Given data ::
######

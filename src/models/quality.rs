//! Interval quality classification
//!
//! Classifies the distance between two semitone indices by a fixed table
//! keyed on the absolute half-step distance, 0 through 12. The table is
//! symmetric around the base note and never yields `Augmented`: a tritone
//! reports `Diminished` from either direction.

use serde::{Deserialize, Serialize};

use super::spelling::{spelling_to_index, INVALID_INDEX};

/// Harmonic quality of the relationship between two pitches
#[derive(Debug, Clone, Copy, PartialEq, Eq, Hash, Serialize, Deserialize)]
pub enum Quality {
    Major,
    Minor,
    Perfect,
    Augmented,
    Diminished,
    Invalid,
}

impl Quality {
    /// Quality for an absolute half-step distance
    pub fn from_half_steps(distance: u32) -> Quality {
        match distance {
            0 | 5 | 7 | 12 => Quality::Perfect,
            1 | 3 | 8 | 10 => Quality::Minor,
            2 | 4 | 9 | 11 => Quality::Major,
            6 => Quality::Diminished,
            _ => Quality::Invalid,
        }
    }

    pub fn is_valid(&self) -> bool {
        !matches!(self, Quality::Invalid)
    }
}

/// Classify the interval from `base` to `compare`
///
/// Either index being [`INVALID_INDEX`] gives `Quality::Invalid`, as does
/// any distance beyond an octave.
pub fn classify_interval(base: i32, compare: i32) -> Quality {
    if base == INVALID_INDEX || compare == INVALID_INDEX {
        return Quality::Invalid;
    }
    let distance = (compare as i64 - base as i64).unsigned_abs();
    match u32::try_from(distance) {
        Ok(distance) => Quality::from_half_steps(distance),
        Err(_) => Quality::Invalid,
    }
}

/// Classify the interval between two spellings
pub fn classify_spellings(base: &str, compare: &str) -> Quality {
    classify_interval(spelling_to_index(base), spelling_to_index(compare))
}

######

Problem requirements :: In how many lines of the records does the word "base" appear? Answer with the number only.

Result :: 7